#### [Task instructions]
Filter the entries below down to the lines that hold "impl".
※
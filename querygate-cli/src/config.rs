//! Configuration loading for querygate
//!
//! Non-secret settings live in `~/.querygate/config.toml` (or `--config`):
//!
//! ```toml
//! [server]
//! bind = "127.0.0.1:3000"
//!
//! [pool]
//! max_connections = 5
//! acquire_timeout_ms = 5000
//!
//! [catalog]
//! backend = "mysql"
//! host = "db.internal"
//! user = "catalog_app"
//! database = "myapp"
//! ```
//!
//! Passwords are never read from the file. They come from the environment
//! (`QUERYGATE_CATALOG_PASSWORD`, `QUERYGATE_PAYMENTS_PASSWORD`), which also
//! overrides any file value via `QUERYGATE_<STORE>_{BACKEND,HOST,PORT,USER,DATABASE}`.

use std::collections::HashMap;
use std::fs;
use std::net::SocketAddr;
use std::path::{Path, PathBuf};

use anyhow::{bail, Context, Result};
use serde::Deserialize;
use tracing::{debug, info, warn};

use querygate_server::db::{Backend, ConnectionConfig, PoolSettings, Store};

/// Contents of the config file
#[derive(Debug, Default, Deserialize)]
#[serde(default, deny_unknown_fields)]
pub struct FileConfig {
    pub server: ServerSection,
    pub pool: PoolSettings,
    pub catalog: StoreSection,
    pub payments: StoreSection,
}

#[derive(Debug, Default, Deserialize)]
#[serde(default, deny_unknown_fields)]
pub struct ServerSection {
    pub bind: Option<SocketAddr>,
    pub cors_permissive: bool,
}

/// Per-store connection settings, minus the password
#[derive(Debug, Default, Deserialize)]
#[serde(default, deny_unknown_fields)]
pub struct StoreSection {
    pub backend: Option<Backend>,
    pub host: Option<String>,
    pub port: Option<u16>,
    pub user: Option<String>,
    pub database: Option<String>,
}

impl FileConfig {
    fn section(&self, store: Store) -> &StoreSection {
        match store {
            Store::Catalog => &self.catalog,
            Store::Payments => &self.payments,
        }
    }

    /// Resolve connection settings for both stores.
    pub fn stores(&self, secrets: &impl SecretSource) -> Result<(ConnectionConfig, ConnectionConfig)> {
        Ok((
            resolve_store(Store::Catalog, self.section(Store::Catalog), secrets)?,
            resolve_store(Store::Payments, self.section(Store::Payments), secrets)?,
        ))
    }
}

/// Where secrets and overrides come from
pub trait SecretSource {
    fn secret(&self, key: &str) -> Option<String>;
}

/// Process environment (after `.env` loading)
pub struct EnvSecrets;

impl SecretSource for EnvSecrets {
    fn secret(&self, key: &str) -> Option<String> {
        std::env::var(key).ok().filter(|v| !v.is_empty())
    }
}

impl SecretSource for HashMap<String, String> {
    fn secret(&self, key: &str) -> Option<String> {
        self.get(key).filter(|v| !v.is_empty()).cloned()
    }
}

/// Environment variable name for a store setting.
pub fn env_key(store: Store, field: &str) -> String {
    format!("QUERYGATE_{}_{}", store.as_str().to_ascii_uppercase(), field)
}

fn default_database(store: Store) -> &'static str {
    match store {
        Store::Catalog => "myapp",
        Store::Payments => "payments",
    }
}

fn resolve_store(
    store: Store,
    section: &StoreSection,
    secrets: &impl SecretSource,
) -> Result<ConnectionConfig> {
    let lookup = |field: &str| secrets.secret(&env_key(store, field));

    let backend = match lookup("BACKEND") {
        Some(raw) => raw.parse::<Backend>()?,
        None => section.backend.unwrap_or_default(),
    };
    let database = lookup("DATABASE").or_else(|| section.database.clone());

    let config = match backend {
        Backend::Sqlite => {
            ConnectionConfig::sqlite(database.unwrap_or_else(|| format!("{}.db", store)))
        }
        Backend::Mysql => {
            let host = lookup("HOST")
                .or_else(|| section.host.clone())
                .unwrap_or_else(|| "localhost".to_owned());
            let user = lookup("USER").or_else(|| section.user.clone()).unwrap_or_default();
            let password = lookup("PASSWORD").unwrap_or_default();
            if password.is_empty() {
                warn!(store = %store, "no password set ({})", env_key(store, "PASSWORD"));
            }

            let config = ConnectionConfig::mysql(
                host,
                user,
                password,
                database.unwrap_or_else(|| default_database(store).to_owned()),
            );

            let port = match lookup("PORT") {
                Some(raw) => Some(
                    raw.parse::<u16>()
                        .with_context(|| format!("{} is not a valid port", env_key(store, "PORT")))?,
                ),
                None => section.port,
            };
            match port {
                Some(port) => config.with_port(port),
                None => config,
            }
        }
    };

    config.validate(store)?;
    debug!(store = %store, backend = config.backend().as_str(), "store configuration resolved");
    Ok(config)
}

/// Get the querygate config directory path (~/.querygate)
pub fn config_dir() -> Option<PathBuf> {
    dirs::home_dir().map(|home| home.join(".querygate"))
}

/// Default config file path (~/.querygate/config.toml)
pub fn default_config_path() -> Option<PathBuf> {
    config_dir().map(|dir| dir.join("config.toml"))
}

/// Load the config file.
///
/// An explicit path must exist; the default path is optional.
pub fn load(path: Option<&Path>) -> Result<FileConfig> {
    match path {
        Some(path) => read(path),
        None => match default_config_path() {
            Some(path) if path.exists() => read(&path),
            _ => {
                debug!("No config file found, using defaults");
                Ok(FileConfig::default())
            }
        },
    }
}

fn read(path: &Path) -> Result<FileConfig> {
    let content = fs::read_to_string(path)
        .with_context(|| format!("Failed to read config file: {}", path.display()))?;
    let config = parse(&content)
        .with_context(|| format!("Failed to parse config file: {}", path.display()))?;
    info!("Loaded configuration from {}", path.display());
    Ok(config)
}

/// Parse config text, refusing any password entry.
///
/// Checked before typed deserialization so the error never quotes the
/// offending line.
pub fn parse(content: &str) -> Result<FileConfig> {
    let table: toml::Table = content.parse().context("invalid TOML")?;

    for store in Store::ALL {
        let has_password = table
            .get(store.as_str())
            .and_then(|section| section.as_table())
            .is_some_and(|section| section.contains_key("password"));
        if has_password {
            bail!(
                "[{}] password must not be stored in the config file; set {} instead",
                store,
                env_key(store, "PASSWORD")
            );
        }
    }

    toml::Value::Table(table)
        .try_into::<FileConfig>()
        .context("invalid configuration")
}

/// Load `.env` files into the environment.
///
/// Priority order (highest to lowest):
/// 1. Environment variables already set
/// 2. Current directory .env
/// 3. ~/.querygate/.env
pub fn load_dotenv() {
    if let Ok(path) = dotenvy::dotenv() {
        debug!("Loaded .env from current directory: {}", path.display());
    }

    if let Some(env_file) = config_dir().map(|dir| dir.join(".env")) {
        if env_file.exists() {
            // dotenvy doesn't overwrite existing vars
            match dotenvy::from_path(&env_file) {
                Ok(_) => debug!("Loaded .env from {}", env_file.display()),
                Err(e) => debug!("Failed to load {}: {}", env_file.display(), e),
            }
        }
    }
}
※
#### [Task solution]
impl FileConfig {
    pub fn stores(&self, secrets: &impl SecretSource) -> Result<(ConnectionConfig, ConnectionConfig)> {
impl SecretSource for EnvSecrets {
impl SecretSource for HashMap<String, String> {
    secrets: &impl SecretSource,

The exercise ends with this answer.